Republican presidential candidate, former Massachusetts Gov. Mitt Romney, speaks to a group of former Salt Lake City Olympic committee members, marking the tenth anniversary of the games, in Salt Lake City, Utah, Saturday, Feb. 18, 2012. (AP Photo/Gerald Herbert)

Look at us, America. We have a presidential candidate. We — little ole Utah. Imagine that. Pretty cool, huh?

We've got a dog in the hunt, a horse in the race. We've got Mitt Romney. How do you like us now (oh, please, like us)? We've arrived. We've got a place on the big stage; we're relevant and validated.

We are, aren't we?

Romney is ours.

But he isn't a Utahn, you say? Nonsense. Mitt lived here a few years; he is, rightly or wrongly, credited with saving Utah's Olympic Games; he is a member of Utah's prevailing faith, the thing for which the state is famous. He attended BYU.

Good enough for us.

Steve Young came from Connecticut and attended BYU for a few years, and we claim him like a native son.

The presumptive Republican candidate for president of the United States and the office of world's most powerful man is ours, baby. So sue us. We're claiming him. Massachusetts and Michigan can share.

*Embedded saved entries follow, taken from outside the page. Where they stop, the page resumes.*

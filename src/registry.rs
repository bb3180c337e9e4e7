//! Connection registry
//!
//! Authoritative set of live connections. Each connection is represented by a
//! [`ConnectionHandle`] wrapping its outbound message queue; the registry maps
//! connection ids to handles behind a lock so session tasks, the hub, and the
//! sensor emitter can touch it concurrently.

use std::collections::HashMap;
use std::sync::Arc;
use tokio::sync::{mpsc, RwLock};

/// Opaque connection id (a ULID string, assigned on accept)
pub type ConnectionId = String;

pub type SendResult = Result<(), SendError>;

#[derive(Debug, thiserror::Error)]
pub enum RegistryError {
    /// An add() collided with an existing id. Ids are assigned fresh per
    /// accept, so this indicates a bug in the caller, not a user error.
    #[error("connection '{0}' is already registered")]
    DuplicateIdentity(ConnectionId),
}

#[derive(Debug, thiserror::Error)]
pub enum SendError {
    /// The peer's writer task is gone; the connection is dead.
    #[error("peer '{0}' is unreachable")]
    PeerUnreachable(ConnectionId),
}

/// One client's live session, as seen by senders.
///
/// Holds the sending half of the connection's outbound queue. A single writer
/// task per connection drains the queue into the WebSocket sink, so all sends
/// to one peer are serialized and arrive in call order.
#[derive(Debug, Clone)]
pub struct ConnectionHandle {
    pub id: ConnectionId,
    outbound: mpsc::UnboundedSender<String>,
}

impl ConnectionHandle {
    pub fn new(id: ConnectionId, outbound: mpsc::UnboundedSender<String>) -> Self {
        Self { id, outbound }
    }

    /// Queue a text frame for this peer. Fails only if the peer's writer task
    /// has exited, i.e. the connection is already gone.
    pub fn send(&self, text: String) -> SendResult {
        self.outbound
            .send(text)
            .map_err(|_| SendError::PeerUnreachable(self.id.clone()))
    }
}

/// Concurrency-safe mapping from connection id to handle.
///
/// Cloning is cheap; all clones share the same underlying map.
#[derive(Debug, Clone, Default)]
pub struct Registry {
    connections: Arc<RwLock<HashMap<ConnectionId, ConnectionHandle>>>,
}

impl Registry {
    pub fn new() -> Self {
        Self::default()
    }

    /// Register a newly accepted connection.
    pub async fn add(&self, handle: ConnectionHandle) -> Result<(), RegistryError> {
        let mut connections = self.connections.write().await;
        if connections.contains_key(&handle.id) {
            return Err(RegistryError::DuplicateIdentity(handle.id.clone()));
        }
        connections.insert(handle.id.clone(), handle);
        Ok(())
    }

    /// Remove a connection. Idempotent: removing an id that is absent (e.g.
    /// already pruned by the hub after a failed send) is a no-op.
    pub async fn remove(&self, id: &str) {
        self.connections.write().await.remove(id);
    }

    /// An independent snapshot of the currently live connections.
    ///
    /// The returned handles are safe to iterate while the registry keeps
    /// mutating; adds and removes after this call are not reflected.
    pub async fn snapshot(&self) -> Vec<ConnectionHandle> {
        self.connections.read().await.values().cloned().collect()
    }

    pub async fn contains(&self, id: &str) -> bool {
        self.connections.read().await.contains_key(id)
    }

    pub async fn len(&self) -> usize {
        self.connections.read().await.len()
    }

    pub async fn is_empty(&self) -> bool {
        self.connections.read().await.is_empty()
    }
}

#[cfg(test)]
mod tests {
    use super::*;

    fn handle(id: &str) -> (ConnectionHandle, mpsc::UnboundedReceiver<String>) {
        let (tx, rx) = mpsc::unbounded_channel();
        (ConnectionHandle::new(id.to_string(), tx), rx)
    }

    #[tokio::test]
    async fn test_add_and_remove() {
        let registry = Registry::new();
        let (a, _rx_a) = handle("a");
        let (b, _rx_b) = handle("b");

        registry.add(a).await.unwrap();
        registry.add(b).await.unwrap();
        assert_eq!(registry.len().await, 2);
        assert!(registry.contains("a").await);

        registry.remove("a").await;
        assert_eq!(registry.len().await, 1);
        assert!(!registry.contains("a").await);

        // Removing again is a no-op
        registry.remove("a").await;
        assert_eq!(registry.len().await, 1);
    }

    #[tokio::test]
    async fn test_duplicate_add_rejected() {
        let registry = Registry::new();
        let (first, _rx1) = handle("dup");
        let (second, _rx2) = handle("dup");

        registry.add(first).await.unwrap();
        let result = registry.add(second).await;
        assert!(matches!(result, Err(RegistryError::DuplicateIdentity(id)) if id == "dup"));

        // The original registration survives the rejected add
        assert_eq!(registry.len().await, 1);
    }

    #[tokio::test]
    async fn test_snapshot_is_independent() {
        let registry = Registry::new();
        let (a, _rx_a) = handle("a");
        registry.add(a).await.unwrap();

        let snapshot = registry.snapshot().await;
        assert_eq!(snapshot.len(), 1);

        // Mutations after the snapshot are not reflected in it
        let (b, _rx_b) = handle("b");
        registry.add(b).await.unwrap();
        registry.remove("a").await;

        assert_eq!(snapshot.len(), 1);
        assert_eq!(snapshot[0].id, "a");
        assert_eq!(registry.len().await, 1);
    }

    #[tokio::test]
    async fn test_handle_send_fails_when_receiver_dropped() {
        let (handle, rx) = handle("gone");
        drop(rx);

        let result = handle.send("hello".to_string());
        assert!(matches!(result, Err(SendError::PeerUnreachable(id)) if id == "gone"));
    }

    #[tokio::test]
    async fn test_handle_send_preserves_order() {
        let (handle, mut rx) = handle("a");
        handle.send("first".to_string()).unwrap();
        handle.send("second".to_string()).unwrap();

        assert_eq!(rx.recv().await.unwrap(), "first");
        assert_eq!(rx.recv().await.unwrap(), "second");
    }

    #[tokio::test]
    async fn test_membership_after_connect_disconnect_sequence() {
        let registry = Registry::new();
        let mut receivers = Vec::new();
        for id in ["a", "b", "c", "d"] {
            let (h, rx) = handle(id);
            registry.add(h).await.unwrap();
            receivers.push(rx);
        }
        registry.remove("b").await;
        registry.remove("d").await;

        let mut live: Vec<_> = registry
            .snapshot()
            .await
            .into_iter()
            .map(|h| h.id)
            .collect();
        live.sort();
        assert_eq!(live, vec!["a", "c"]);
    }
}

Mitt claims us, too. Whenever he needs help, he drops by, like an old pal. He stopped by the other day for some more cash. More than 100 Utahns paid between $50,000 and $78,000 for a dinner fundraiser. (What do you serve when people are paying 50 large? I have no idea. Uh-oh, I hear a Jell-O joke coming.) At another event Utahns paid $10,000 to attend a reception and have their photos taken with the future president of the United States who is kind of from Utah.

We've been accused of being Mitt's ATM.

We don't care. Use us; we just want a place on the national stage, even if we're just groupies or enablers.

Let's face it, Utahns have always been the insecure kid on the back row of the class, hoping to be acknowledged. Or least that's how we've tended to view ourselves. We've never felt hip, never run with the "in" crowd. We wanted some validation that we were cool, that we were like the big boys. We've always been a little needy and thin-skinned.

(I wrote this once years ago, and a reader called to say "NO, WE AREN'T." And thanks for proving my point. And now you're upset about this column! Calm down, take a deep breath; we're in this together.)

We are eager to claim some legitimacy, some acceptance. That's why we're overly sensitive at times. To wit: the sports arena. When a pro basketball player named Brian Williams said he wouldn't want to live in Utah and denigrated the night life, Utahns were outraged. Hadn't he seen the lights on Temple Square? Hadn't he had a malt at Hires Big H? Now that's nightlife!

There was public outrage when Derek Harper and Rony Seikaly refused to play for the Jazz. They didn't want to live in Utah, either.

The nerve.

Utahns booed Michael Jordan, the greatest athlete of our time, just because he said he didn't like our golf courses. Gov. Mike Leavitt wanted to proclaim a Michael Jordan Day and take him golfing. Just to show him we had nice fairways. As if we cared!

Actually, we did.

Sometimes we not only try to act like the other kids in the class — such as super big and totally awesome California — that we try too hard. In 1997, during the Olympic Media Summit, Utah officials gave reporters a bag that contained an apple, two cookies, a bag of potato chips, beef jerky, a box of chocolate candy — and two bottles of locally made beer. "We want to make sure they know they can get a drink here," one official explained. What, no cigarettes? Goodie bags are commonly passed out at such events, but not brewskis. They also handed out pamphlets that said, "Salt Lake is a very cool place. Honest." Apparently, people needed some convincing on this point. "We have plenty of brew pubs," it stated, whatever those are.

We wanted to be Denver or Portland when we grew up, and the Jazz, the Pac 12, the Symphony, the Winter Olympics and so forth were ways to get there. Of course we bungled it sometimes because we were a little too eager, like a puppy running around trying to please. We couldn't even bid for the Olympics under the table like everyone else and keep it under the table. Then we slapped ourselves silly just because we got caught doing what the IOC asked us to do.

But that's all in past now. We've got a presidential candidate we can claim. We are in. We are sitting in the front row.

Oh, and by the way, Michael Jordan has a house on one of our golf courses.